Иошка отворачивается хмурый. Фока смотрит на них со скрытой усмешкой.
– Что, Саша, — спрашивает он, — получил от начальства нагоняй?
Сашка, не отвечая, опускает глаза и зубами вгрызается в кружку.
Сашка помнит, как на другой день он, полный самых лучших чувств, подошел к новичку поговорить с ним о Юнкоме и как тот отшил его с самой разлюбезнейшей улыбкой. — И вообще, — добавил он под конец, — с комсомольскими и прочими организациями я никогда не имел дела и иметь не хочу.
И Иошка совсем изменился с тех пор, как подружился с Фокой, стал какой-то развязный, нахальный, расхлябанный; ходит с забубенным видом… и пахнет от него водкой. Над Сашкой, над его юнкомовской работой подшучивает… Теперь даже Дзе пристал к нему, юнкомовскую работу совсем забросили. На последнем заседании президиума Джапаридзе только зевал, а Иошка рассматривал оранжевый галстук, подаренный ему Фокой, предоставив Сашке решать дела. Сашка от работы не отказывается, — Юнком работает ровно и без перебоев, — но поведение двух "вождей" начинает внушать опасение. Надо как-нибудь поговорить с ними, предостеречь, а то — Сашка улыбается — хотел он на Фоку воздействовать, а тот, оказывается, уже Дзе с Иошкой к себе прибрал.
За столом хохотали во все горло, слушая очередной рассказ Фоки, как евреи на аэроплане летали. Купец под общий смех сгребает в охапку Финкельштейна и спрашивает:
– Хочешь, Кося, еврейский погром устрою. — Кося слабо отбивается, но в это время в столовую входит новая жертва, второй поддежурный халдей Селезнев…
– a! — кричит Иошка. — Наш дорогой, наш уважаемый товарищ Селезнев.

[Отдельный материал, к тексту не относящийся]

//! Derivation and aggregation over validated records.
//!
//! Output ordering is deterministic: aggregation groups live in a
//! `BTreeMap` keyed by the grouping tuple, so identical input always
//! produces identical output files.

use chrono::{DateTime, NaiveDate, Utc};
use serde::Serialize;
use std::collections::BTreeMap;

/// A validated transaction row.
#[derive(Debug, Clone)]
pub struct Transaction {
    pub transaction_id: String,
    pub date: NaiveDate,
    pub category: String,
    pub region: String,
    pub amount: f64,
    /// Set when `amount` exceeds the configured high-value threshold.
    pub is_high_value: bool,
}

/// Grouping key for sales aggregation.
#[derive(Debug, Clone, PartialEq, Eq, PartialOrd, Ord)]
pub struct SalesKey {
    pub date: NaiveDate,
    pub category: String,
    pub region: String,
}

/// Per-group summaries.
#[derive(Debug, Clone, Default)]
pub struct SalesAggregate {
    pub total_amount: f64,
    pub count: u64,
}

impl SalesAggregate {
    pub fn average(&self) -> f64 {
        if self.count == 0 {
            0.0
        } else {
            self.total_amount / self.count as f64
        }
    }
}

/// Aggregate transactions by (date, category, region).
pub fn aggregate_sales(
    transactions: impl IntoIterator<Item = Transaction>,
) -> BTreeMap<SalesKey, SalesAggregate> {
    let mut groups: BTreeMap<SalesKey, SalesAggregate> = BTreeMap::new();
    for tx in transactions {
        let key = SalesKey {
            date: tx.date,
            category: tx.category,
            region: tx.region,
        };
        let entry = groups.entry(key).or_default();
        entry.total_amount += tx.amount;
        entry.count += 1;
    }
    groups
}

/// A validated product record from the products CSV.
#[derive(Debug, Clone)]
pub struct Product {
    pub product_id: String,
    pub name: String,
    pub category: String,
    pub price: f64,
    pub supplier_id: String,
}

/// A validated inventory record from the inventory JSON Lines file.
#[derive(Debug, Clone)]
pub struct InventoryLevel {
    pub product_id: String,
    pub quantity: i64,
    pub updated_at: DateTime<Utc>,
}

/// A product joined with its inventory, ready for the relational sink.
#[derive(Debug, Clone, Serialize)]
pub struct ProductRow {
    pub product_id: String,
    pub name: String,
    pub category: String,
    pub price: f64,
    pub supplier_id: String,
    pub quantity: i64,
    pub updated_at: Option<DateTime<Utc>>,
    /// Derived: price × quantity.
    pub current_value: f64,
}

/// Result of the product/inventory merge.
#[derive(Debug, Default)]
pub struct MergeResult {
    /// One row per product, in product-ID order.
    pub rows: Vec<ProductRow>,
    /// Inventory entries with no matching product.
    pub unmatched_inventory: Vec<InventoryLevel>,
}

/// Left-join products with inventory on `product_id`.
///
/// A product without inventory data is still emitted, with quantity 0
/// and `current_value` 0.0 — explicit policy, not a silent drop.
/// Inventory without a matching product is returned separately for the
/// bad-records log.
pub fn merge_products(
    products: impl IntoIterator<Item = Product>,
    inventory: impl IntoIterator<Item = InventoryLevel>,
) -> MergeResult {
    let mut by_product: BTreeMap<String, Product> = products
        .into_iter()
        .map(|p| (p.product_id.clone(), p))
        .collect();

    let mut inventory_by_product: BTreeMap<String, InventoryLevel> = BTreeMap::new();
    let mut unmatched = Vec::new();
    for level in inventory {
        if by_product.contains_key(&level.product_id) {
            inventory_by_product.insert(level.product_id.clone(), level);
        } else {
            unmatched.push(level);
        }
    }

    let mut rows = Vec::with_capacity(by_product.len());
    for (product_id, product) in std::mem::take(&mut by_product) {
        let (quantity, updated_at) = match inventory_by_product.remove(&product_id) {
            Some(level) => (level.quantity, Some(level.updated_at)),
            None => (0, None),
        };
        rows.push(ProductRow {
            current_value: product.price * quantity as f64,
            product_id: product.product_id,
            name: product.name,
            category: product.category,
            price: product.price,
            supplier_id: product.supplier_id,
            quantity,
            updated_at,
        });
    }

    MergeResult {
        rows,
        unmatched_inventory: unmatched,
    }
}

Ура товарищу Селезневу… Гип, гип!
– Ур-ря! — раскатились четвероклассники.
– Ур-ря! Ур-ря! — зарявкала, очнувшись, вся столовая. — Ур-ря, Селезнев!…

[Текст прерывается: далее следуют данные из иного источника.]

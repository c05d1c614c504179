//! Record types shared across the pipelines.
//!
//! A `RawRecord` is the untyped map a source reader hands to the
//! validator. Validation produces a coerced map of typed `FieldValue`s
//! plus an extra-fields side-channel for unknown keys, or a `BadRecord`
//! carrying every violated rule.

use chrono::{DateTime, NaiveDate, Utc};
use serde::Serialize;
use serde_json::{Map, Value};
use std::collections::BTreeMap;

/// An untyped record as read from a file row or an API response entry.
pub type RawRecord = Map<String, Value>;

/// A typed field value produced by coercion.
#[derive(Debug, Clone, PartialEq)]
pub enum FieldValue {
    Text(String),
    Int(i64),
    Float(f64),
    Date(NaiveDate),
    DateTime(DateTime<Utc>),
}

impl FieldValue {
    pub fn as_text(&self) -> Option<&str> {
        match self {
            FieldValue::Text(s) => Some(s),
            _ => None,
        }
    }

    pub fn as_int(&self) -> Option<i64> {
        match self {
            FieldValue::Int(n) => Some(*n),
            _ => None,
        }
    }

    pub fn as_float(&self) -> Option<f64> {
        match self {
            FieldValue::Float(f) => Some(*f),
            FieldValue::Int(n) => Some(*n as f64),
            _ => None,
        }
    }

    pub fn as_date(&self) -> Option<NaiveDate> {
        match self {
            FieldValue::Date(d) => Some(*d),
            _ => None,
        }
    }

    pub fn as_datetime(&self) -> Option<DateTime<Utc>> {
        match self {
            FieldValue::DateTime(t) => Some(*t),
            _ => None,
        }
    }

    /// Convert back into a JSON value for output serialization.
    pub fn to_json(&self) -> Value {
        match self {
            FieldValue::Text(s) => Value::String(s.clone()),
            FieldValue::Int(n) => Value::from(*n),
            FieldValue::Float(f) => Value::from(*f),
            FieldValue::Date(d) => Value::String(d.format("%Y-%m-%d").to_string()),
            FieldValue::DateTime(t) => Value::String(t.to_rfc3339()),
        }
    }
}

/// A record that passed validation: typed fields plus unrecognized
/// input fields preserved for forward compatibility.
#[derive(Debug, Clone)]
pub struct CoercedRecord {
    /// Coerced fields, keyed by rule name. Sorted for deterministic output.
    pub fields: BTreeMap<String, FieldValue>,
    /// Input fields no rule matched, passed through untouched.
    pub extra: Map<String, Value>,
}

impl CoercedRecord {
    pub fn text(&self, name: &str) -> Option<&str> {
        self.fields.get(name).and_then(FieldValue::as_text)
    }

    pub fn int(&self, name: &str) -> Option<i64> {
        self.fields.get(name).and_then(FieldValue::as_int)
    }

    pub fn float(&self, name: &str) -> Option<f64> {
        self.fields.get(name).and_then(FieldValue::as_float)
    }

    pub fn date(&self, name: &str) -> Option<NaiveDate> {
        self.fields.get(name).and_then(FieldValue::as_date)
    }

    pub fn datetime(&self, name: &str) -> Option<DateTime<Utc>> {
        self.fields.get(name).and_then(FieldValue::as_datetime)
    }
}

/// A record that failed validation, logged with its violations.
#[derive(Debug, Clone, Serialize)]
pub struct BadRecord {
    /// Which input the record came from (e.g. "transactions_csv").
    pub source: String,
    /// The raw record as read.
    pub record: Value,
    /// Every violated rule, in rule order.
    pub violations: Vec<String>,
    /// When the record was rejected.
    pub timestamp: DateTime<Utc>,
}

impl BadRecord {
    pub fn new(source: &str, record: Value, violations: Vec<String>) -> Self {
        Self {
            source: source.to_string(),
            record,
            violations,
            timestamp: Utc::now(),
        }
    }
}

Крик вышел таким сильным и страшным, что, казалось сам Достоевский на портрете замигал от страха глазами. А Селезнев закачался, из розового превратился в красного и что-то закричал. Наверное, свое "выйди вон". Но за шумом ничего не было слышно. Видели только его широкий, разинутый, как у дохлого карпа, рот…

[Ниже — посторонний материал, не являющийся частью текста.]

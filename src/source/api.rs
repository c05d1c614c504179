//! Remote order source.
//!
//! Fetches the order collection and, per order, one dependent call for
//! its items. Every call goes through the retry policy. The trait seam
//! lets the pipeline run against fixture sources in tests.

use async_trait::async_trait;
use snafu::ResultExt;

use crate::config::ApiConfig;
use crate::error::{DecodeSnafu, FetchError, RequestSnafu, StatusSnafu};
use crate::record::RawRecord;
use crate::retry::RetryPolicy;

/// Produces parent orders and their dependent item records.
#[async_trait]
pub trait OrderSource {
    /// Fetch the full order collection.
    async fn list_orders(&self) -> Result<Vec<RawRecord>, FetchError>;

    /// Fetch the items belonging to one order.
    async fn fetch_items(&self, order_id: &str) -> Result<Vec<RawRecord>, FetchError>;
}

/// HTTP order source backed by `reqwest`.
pub struct ApiClient {
    client: reqwest::Client,
    base_url: String,
    retry: RetryPolicy,
}

impl ApiClient {
    pub fn new(config: &ApiConfig, retry: RetryPolicy) -> Result<Self, FetchError> {
        let client = reqwest::Client::builder()
            .timeout(std::time::Duration::from_secs(config.timeout_secs))
            .build()
            .context(RequestSnafu {
                url: config.base_url.clone(),
            })?;

        Ok(Self {
            client,
            base_url: config.base_url.trim_end_matches('/').to_string(),
            retry,
        })
    }

    /// URL of the order collection endpoint.
    fn orders_url(&self) -> String {
        format!("{}/orders", self.base_url)
    }

    /// URL of the dependent items endpoint for one order.
    fn items_url(&self, order_id: &str) -> String {
        format!("{}/orders/{order_id}/items", self.base_url)
    }

    /// One GET returning a JSON array of objects.
    async fn get_collection(&self, url: &str) -> Result<Vec<RawRecord>, FetchError> {
        let response = self
            .client
            .get(url)
            .send()
            .await
            .context(RequestSnafu { url })?;

        let status = response.status();
        if !status.is_success() {
            return StatusSnafu {
                url,
                status: status.as_u16(),
            }
            .fail();
        }

        response.json().await.context(DecodeSnafu { url })
    }
}

#[async_trait]
impl OrderSource for ApiClient {
    async fn list_orders(&self) -> Result<Vec<RawRecord>, FetchError> {
        let url = self.orders_url();
        self.retry
            .run("list orders", || self.get_collection(&url))
            .await
    }

    async fn fetch_items(&self, order_id: &str) -> Result<Vec<RawRecord>, FetchError> {
        let url = self.items_url(order_id);
        self.retry
            .run("fetch order items", || self.get_collection(&url))
            .await
    }
}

Из учительской прибежал сам дежурный по школе Кира.
– Безобразие!- закричал он. — Встать! Прекратить чай! Сию же минуту по классам!
Но его тоже не слушали. По столам, как признаки приближающейся грозы, грохоча прокатились кружки, и неистовый крик "ур-ря" заставил Киру бежать за подкреплением.
Опять прокатилось "ур-ря", которое хором начали Иошка, Дзе и Фока. Потом они запели: "На бой кровавый" и принялись громоздить баррикады.
Это была кратковременная и беззлобная буза. Баррикады стояли только в столовой и коридоре. Правда, кто-то потушил свет, и в темноте взяли в плен Селезнева, которого замкнули, втолкнув и уборную. Но халдеи мужественно наводили порядок. Скоро опять загорелось электричество, бузить стало опасно, и баррикады опустели.
Это была кратковременная и беззлобная буза, но во время ее — как знал Сашка — юнкомцы пытались удержать бузовиков, и это им не без труда удалось бы сделать, если бы на баррикадах не стояли, сражаясь с халдеями, Иошка и Дзе…
2В последние дни при работе в одиночку у Сашки накапливалось очень много дел, и ему помогали Воробей и Будок. Сейчас один переписывал протоколы, а второй под Сашкину диктовку быстро писал инструкцию.
Дверь отворилась.
– Надеюсь, еще можно? — На пороге, засунув руки в карманы и покачиваясь, стоял Иошка: — Войти разрешается?
– Иошка…
– Он самый. Собственной, чистопробной персоной. Ознакомьтесь вот с этим самым документом и прощайте!
Он выбросил из кармана сложенный лист бумаги и лихо повернувшись, ушел, засвистев "Пупсика".